Там еще вилами на воде писано, грустнеет комедия или нет (моя статья – всего лишь призыв задуматься, а не констатация факта), но что мы сами торопим грусть, это очевидно. Из самоуважения, что ли?

Смотрю по ТВ раннюю пьесу Вампилова «Дом окнами в поле» (между прочим, сомнительная дань памяти писателя – публиковать полудетские опыты). Два прекрасных актера играют бесхитростный полуводевиль так, будто их герои прошли крестный путь до «Чулимска» и «Утиной охоты», и не рассчитанный на такое сюжетик трещит под тяжестью мощного психологизма.

Или с уважением смотрю гоголевских «Игроков», поставленных Р.Виктюком… С уважением? Да. И исполнители отменны, и режиссер уже показал себя мастером, – но на кой дьявол комедии уважение? Уж лучше ее ругать, отрицать, возмущаться, чем уважать, почтительно сознавая, что режиссер «глубоко копает», глубже того, на что рассчитывает текст, и уж, во всяком случае, глубже юмора.

«В спектакле стало ясно, что Ихарев – поэт!» – сказал мне один умный зритель. Пусть – поэт, хотя бы и в карточной игре. Поэт ее азарта. Но не Плещеев ведь, а Ишка Мятлев, Денис Давыдов, Олейников!..

Несколько лет назад кто-то предложил считать отныне «Горе от ума» то ли романтической трагедией, то ли лирической драмой – не припомню, да и неважно: важнее то, как мы стали глубокомысленно уважительны… к классике. Нет, к самим себе. Мы, мол, выросли, поумнели и видим в Гоголе, Грибоедове или Фонвизине такие глубины, которые им, бедолагам, и не мерещились. В то время как уроки классики – это уроки у классики.

Я люблю спектакли Товстоногова по «Хануме» Цагарели и «Ревизору». Спектакли разномасштабные и вообще разные – но о том и речь.

«Ханума» – это, простите за индустриальный термин, реконструкция, причем обновление прелести авлабарской комедии идет не только за счет обновления каламбурного, капустнического, то есть все-таки иронического по отношению к отошедшей жизни, сколько… но достаточно вспомнить стихи Григола Орбелиани, которые «автор спектакля», как выражались в недавние времена, изумительно читает по ходу действия, вернее, над ним, – ибо что может быть чужероднее, чем признания грузинского романтика и суета тифлисского базара? Нет, оказывается.
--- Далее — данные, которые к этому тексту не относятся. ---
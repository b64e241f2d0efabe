//! Graph API payloads and the values the client hands back to callers.
//!
//! Wire types (`Raw*`) mirror Graph's JSON, where numbers frequently arrive as
//! strings. Public types carry parsed values.

use adsync_core::{CampaignStatus, Currency};
use chrono::{DateTime, Utc};
use rust_decimal::Decimal;
use serde::{Deserialize, Serialize};
use serde_json::Value;

// ---------------------------------------------------------------------------
// Campaign listing
// ---------------------------------------------------------------------------

/// `{ "data": [...], "paging": {...} }` list envelope.
#[derive(Debug, Deserialize)]
pub(crate) struct ListResponse<T> {
    #[serde(default = "Vec::new")]
    pub data: Vec<T>,
}

#[derive(Debug, Deserialize)]
pub(crate) struct RawCampaign {
    pub id: String,
    #[serde(default)]
    pub name: String,
    #[serde(default)]
    pub status: String,
    #[serde(default)]
    pub objective: Option<String>,
    #[serde(default)]
    pub daily_budget: Option<Value>,
    #[serde(default)]
    pub lifetime_budget: Option<Value>,
    #[serde(default)]
    pub start_time: Option<String>,
    #[serde(default)]
    pub end_time: Option<String>,
    #[serde(default)]
    pub created_time: Option<String>,
    #[serde(default)]
    pub updated_time: Option<String>,
}

#[derive(Debug, Deserialize)]
pub(crate) struct RawAccountCurrency {
    #[serde(default)]
    pub currency: Option<String>,
}

#[derive(Debug, Deserialize)]
pub(crate) struct RawCreated {
    pub id: String,
}

/// A campaign as listed under an ad account.
#[derive(Debug, Clone, PartialEq)]
pub struct RemoteCampaign {
    pub id: String,
    pub name: String,
    /// Graph's effective status token, e.g. `ACTIVE`, `PAUSED`, `ARCHIVED`.
    pub status: String,
    pub objective: Option<String>,
    pub daily_budget_minor_units: Option<i64>,
    pub lifetime_budget_minor_units: Option<i64>,
    pub start_time: Option<DateTime<Utc>>,
    pub end_time: Option<DateTime<Utc>>,
    pub created_time: Option<DateTime<Utc>>,
    pub updated_time: Option<DateTime<Utc>>,
    /// Currency of the ad account; budgets are minor units of it.
    pub currency: Currency,
}

impl RemoteCampaign {
    pub(crate) fn from_raw(raw: RawCampaign, currency: Currency) -> Self {
        Self {
            id: raw.id,
            name: raw.name,
            status: raw.status.to_ascii_uppercase(),
            objective: raw.objective,
            daily_budget_minor_units: raw.daily_budget.as_ref().and_then(value_to_i64),
            lifetime_budget_minor_units: raw.lifetime_budget.as_ref().and_then(value_to_i64),
            start_time: raw.start_time.as_deref().and_then(parse_graph_time),
            end_time: raw.end_time.as_deref().and_then(parse_graph_time),
            created_time: raw.created_time.as_deref().and_then(parse_graph_time),
            updated_time: raw.updated_time.as_deref().and_then(parse_graph_time),
            currency,
        }
    }
}

// ---------------------------------------------------------------------------
// Insights
// ---------------------------------------------------------------------------

/// Performance counters summed over the requested range. Money values are
/// major units of the account currency.
#[derive(Debug, Clone, Default, PartialEq, Eq, Serialize)]
#[serde(rename_all = "camelCase")]
pub struct Insights {
    pub impressions: i64,
    pub clicks: i64,
    pub ctr: Decimal,
    pub spend: Decimal,
    pub conversions: i64,
    pub cpc: Decimal,
    pub cpm: Decimal,
    pub reach: i64,
    pub frequency: Decimal,
}

// ---------------------------------------------------------------------------
// Writes
// ---------------------------------------------------------------------------

/// Status tokens Graph accepts on campaign writes.
#[derive(Debug, Clone, Copy, PartialEq, Eq)]
pub enum RemoteStatus {
    Active,
    Paused,
    Archived,
    Deleted,
}

impl RemoteStatus {
    #[must_use]
    pub fn as_str(self) -> &'static str {
        match self {
            RemoteStatus::Active => "ACTIVE",
            RemoteStatus::Paused => "PAUSED",
            RemoteStatus::Archived => "ARCHIVED",
            RemoteStatus::Deleted => "DELETED",
        }
    }

    /// `STOPPED` has no Graph equivalent and is sent as `ARCHIVED`.
    #[must_use]
    pub fn from_local(status: CampaignStatus) -> Self {
        match status {
            CampaignStatus::Active => RemoteStatus::Active,
            CampaignStatus::Paused => RemoteStatus::Paused,
            CampaignStatus::Stopped => RemoteStatus::Archived,
            CampaignStatus::Deleted => RemoteStatus::Deleted,
        }
    }

    /// Inverse of [`RemoteStatus::from_local`] over Graph's listing tokens.
    #[must_use]
    pub fn to_local(token: &str) -> Option<CampaignStatus> {
        match token.to_ascii_uppercase().as_str() {
            "ACTIVE" => Some(CampaignStatus::Active),
            "PAUSED" => Some(CampaignStatus::Paused),
            "ARCHIVED" => Some(CampaignStatus::Stopped),
            "DELETED" => Some(CampaignStatus::Deleted),
            _ => None,
        }
    }
}

/// Input to `create_campaign`. Budgets are display amounts in `currency`.
#[derive(Debug, Clone, PartialEq)]
pub struct CreateCampaignSpec {
    pub name: String,
    pub objective: String,
    /// Free text; anything but `ACTIVE` is sent as `PAUSED`.
    pub status: Option<String>,
    pub daily_budget: Decimal,
    pub lifetime_budget: Option<Decimal>,
    pub currency: Currency,
}

#[derive(Debug, Clone, PartialEq, Eq)]
pub struct CreatedCampaign {
    pub id: String,
    pub objective: String,
    pub status: RemoteStatus,
    /// Account currency the budgets below are denominated in.
    pub currency: Currency,
    pub daily_budget_minor_units: i64,
    pub lifetime_budget_minor_units: Option<i64>,
}

/// Fields Graph accepts on a campaign update.
#[derive(Debug, Clone, Default, PartialEq, Eq)]
pub struct RemoteCampaignPatch {
    pub name: Option<String>,
    pub daily_budget_minor_units: Option<i64>,
    pub lifetime_budget_minor_units: Option<i64>,
    pub status: Option<RemoteStatus>,
}

impl RemoteCampaignPatch {
    pub(crate) fn to_params(&self) -> Vec<(&'static str, String)> {
        let mut params = Vec::new();
        if let Some(name) = &self.name {
            params.push(("name", name.clone()));
        }
        if let Some(daily) = self.daily_budget_minor_units {
            params.push(("daily_budget", daily.to_string()));
        }
        if let Some(lifetime) = self.lifetime_budget_minor_units {
            params.push(("lifetime_budget", lifetime.to_string()));
        }
        if let Some(status) = self.status {
            params.push(("status", status.as_str().to_string()));
        }
        params
    }
}

// ---------------------------------------------------------------------------
// Credential validation
// ---------------------------------------------------------------------------

/// Outcome of probing a token and ad account. Never an error: failures are
/// reported through `valid` and `error`.
#[derive(Debug, Clone, Default, PartialEq, Serialize)]
#[serde(rename_all = "camelCase")]
pub struct CredentialCheck {
    pub valid: bool,
    #[serde(skip_serializing_if = "Option::is_none")]
    pub user: Option<Value>,
    #[serde(skip_serializing_if = "Option::is_none")]
    pub ad_account: Option<Value>,
    pub permissions: Vec<Value>,
    #[serde(skip_serializing_if = "Option::is_none")]
    pub error: Option<String>,
}

// ---------------------------------------------------------------------------
// Lenient value parsing
// ---------------------------------------------------------------------------

/// Accepts `123`, `"123"`, or `"123.0"`.
pub(crate) fn value_to_i64(value: &Value) -> Option<i64> {
    match value {
        Value::Number(n) => n
            .as_i64()
            .or_else(|| n.as_f64().and_then(|f| Decimal::try_from(f).ok()).and_then(decimal_to_i64)),
        Value::String(s) => {
            let s = s.trim();
            s.parse::<i64>()
                .ok()
                .or_else(|| s.parse::<Decimal>().ok().and_then(decimal_to_i64))
        }
        _ => None,
    }
}

pub(crate) fn value_to_decimal(value: &Value) -> Option<Decimal> {
    match value {
        Value::Number(n) => n
            .as_i64()
            .map(Decimal::from)
            .or_else(|| n.as_f64().and_then(|f| Decimal::try_from(f).ok())),
        Value::String(s) => s.trim().parse::<Decimal>().ok(),
        _ => None,
    }
}

fn decimal_to_i64(d: Decimal) -> Option<i64> {
    use rust_decimal::prelude::ToPrimitive;
    d.round().to_i64()
}

/// Graph timestamps look like `2024-01-15T10:00:00+0000`.
pub(crate) fn parse_graph_time(s: &str) -> Option<DateTime<Utc>> {
    DateTime::parse_from_str(s, "%Y-%m-%dT%H:%M:%S%z")
        .or_else(|_| DateTime::parse_from_rfc3339(s))
        .ok()
        .map(|dt| dt.with_timezone(&Utc))
}

#[cfg(test)]
mod tests {
    use super::*;
    use serde_json::json;

    #[test]
    fn lenient_integer_parsing() {
        assert_eq!(value_to_i64(&json!(500)), Some(500));
        assert_eq!(value_to_i64(&json!("500")), Some(500));
        assert_eq!(value_to_i64(&json!("500.0")), Some(500));
        assert_eq!(value_to_i64(&json!(null)), None);
        assert_eq!(value_to_i64(&json!("abc")), None);
    }

    #[test]
    fn graph_time_without_colon_in_offset() {
        let t = parse_graph_time("2024-01-15T10:00:00+0000").unwrap();
        assert_eq!(t.to_rfc3339(), "2024-01-15T10:00:00+00:00");
        assert!(parse_graph_time("2024-01-15T10:00:00Z").is_some());
        assert!(parse_graph_time("yesterday").is_none());
    }

    #[test]
    fn raw_campaign_budgets_parse_from_strings() {
        let raw: RawCampaign = serde_json::from_value(json!({
            "id": "120",
            "name": "Launch",
            "status": "active",
            "daily_budget": "2500",
        }))
        .unwrap();
        let campaign = RemoteCampaign::from_raw(raw, Currency::Usd);
        assert_eq!(campaign.status, "ACTIVE");
        assert_eq!(campaign.daily_budget_minor_units, Some(2500));
        assert_eq!(campaign.lifetime_budget_minor_units, None);
    }

    #[test]
    fn status_mapping_round_trips() {
        for status in [
            CampaignStatus::Active,
            CampaignStatus::Paused,
            CampaignStatus::Stopped,
            CampaignStatus::Deleted,
        ] {
            let token = RemoteStatus::from_local(status).as_str();
            assert_eq!(RemoteStatus::to_local(token), Some(status));
        }
        assert_eq!(RemoteStatus::to_local("IN_PROCESS"), None);
    }

    #[test]
    fn patch_params_include_only_set_fields() {
        let patch = RemoteCampaignPatch {
            name: Some("New".to_string()),
            status: Some(RemoteStatus::Paused),
            ..RemoteCampaignPatch::default()
        };
        assert_eq!(
            patch.to_params(),
            vec![("name", "New".to_string()), ("status", "PAUSED".to_string())]
        );
        assert!(RemoteCampaignPatch::default().to_params().is_empty());
    }
}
Именно романтическая ностальгия воскрешает и облагораживает суету свах и тревоги разорившихся князей. Она – уважение к жизни, которая течет, меняясь, но остается самою собою, жизнью…

И все же мне куда ближе спектакль по «Ревизору»… вернее, не «по»: просто «Ревизор». Реконструкция? Нет, тут другое: будто режиссер взял и смыл наносное, наросшее.

Я смотрел спектакль дважды – и дважды бешено хохотал, хотя что, если не «Ревизор», заучено и замучено с детства? Трюки? Кунштюки? Гэги? Да нет! Я верю, что именно таким – и в те времена – мог быть Хлестаков, столичный вертихвост, насмотревшийся, что в метрополии модно. И Земляника – доносчик совсем особого, тогдашнего толка. И Ляпкин-Тяпкин, не обалдуй, каким его часто играют, а… впрочем, обалдуй, но тоже особый: из тех пяти-шести книжек, которые он одолел, одна как-никак «Деяния Иоанна Масона», принадлежность тогдашней масс-культуры, но определенная: ею перемигивались люди, «работавшие» под вольнодумцев.

Часто говорят об «осовременивании» классики. Что до меня, то я готов радоваться «осовремениванию» в том смысле, что старая комедия возвращена тому времени. Своему. Это культура истории и культура юмора, которой надо, надо учиться.

В этом-то смысле лично я и мечтаю – давно! – о полноценном спектакле «Недоросль». Ну, хорошо, допустим, Стародум, чудак, белая ворона, фигура колоритная, но, увы, стесненная правилами классицизма, уже невосстановим. Невозвратно это лицо – хотя и с течением веков добродетель не должна выглядеть идиотизмом. Но неужели умерло живое и важное (главное!), что Фонвизин воплощал хоть в той же Простаковой? Сколько ей лет? Это не провокационный зачин дискуссионной статьи, а попытка вернуть гениальную комедию к родившей ее реальности. Фурия Простакова – она и жертва, жертва хотя бы поместных браков, кто думал о любви? Думали, как бы приумножить или объединить земли. Припомним, что Дарья Салтыкова, чудовищная Салтычиха, овдовела что-то около двадцати пяти лет от роду, а челобитную жертвы ее изуверства подали, когда ей было тридцать два (вполне возможный возраст Простаковой). Разве уже поэтому не станем мы смотреть иначе на такую Простакову? За которой не просто скверный нрав, но судьба – человеческая, социальная, сословная?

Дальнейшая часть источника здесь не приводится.